Artem Belevich
2013-Nov-03 03:22 UTC
Can''t mount root from raidz2 after r255763 in stable/9
Hi,
I have a box with root mounted from 8-disk raidz2 ZFS volume.
After recent buildworld I''ve ran into an issue that kernel fails to
mount root with error 6.
r255763 on stable/9 is the first revision that fails to mount root on
mybox. Preceding r255749 boots fine.
Commit r255763
(http://svnweb.freebsd.org/base?view=revision&revision=255763)

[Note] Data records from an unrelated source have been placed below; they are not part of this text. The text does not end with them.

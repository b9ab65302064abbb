/// Aggregated view of survey progress, used by the form header.
#[derive(Debug, Clone, Copy, PartialEq, Eq)]
pub struct SessionProgress {
    pub total: usize,
    pub answered: usize,
    pub remaining: usize,
    pub is_complete: bool,
}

MFCs bunch of changes from 10 but I don''t see anything that obviously
impacts ZFS.
Attempting to boot with vfs.zfs.debug=1 shows that order in which geom
providers are probed by zfs has apparently changed. Kernels that boot,
show "guid match for provider /dev/gpt/<valid pool slice>" while
failing kernels show "guid match for provider /dev/daX" -- the raw
disks that are *not* the right geom provider for my pool slices. Beats
me why ZFS picks raw disks over GPT partitions it should have.
Pool configuration:
#zpool status z0
pool: z0
state: ONLINE
scan: scrub repaired 0 in 8h57m with 0 errors on Sat Oct 19 20:23:52 2013
config:
NAME STATE READ WRITE CKSUM
z0 ONLINE 0 0 0
raidz2-0 ONLINE 0 0 0
gpt/da0p4-z0 ONLINE 0 0 0
gpt/da1p4-z0 ONLINE 0 0 0
gpt/da2p4-z0 ONLINE 0 0 0
gpt/da3p4-z0 ONLINE 0 0 0
gpt/da4p4-z0 ONLINE 0 0 0
gpt/da5p4-z0 ONLINE 0 0 0
gpt/da6p4-z0 ONLINE 0 0 0
gpt/da7p4-z0 ONLINE 0 0 0
logs
mirror-1 ONLINE 0 0 0
gpt/ssd-zil-z0 ONLINE 0 0 0
gpt/ssd1-zil-z0 ONLINE 0 0 0
cache
gpt/ssd1-l2arc-z0 ONLINE 0 0 0
errors: No known data errors
Here are screen captures from a failed boot:
https://plus.google.com/photos/+ArtemBelevich/albums/5941857781891332785
And here''s boot log from successful boot on the same system:
http://pastebin.com/XCwebsh7
Removing ZIL and L2ARC makes no difference -- r255763 still fails to mount root.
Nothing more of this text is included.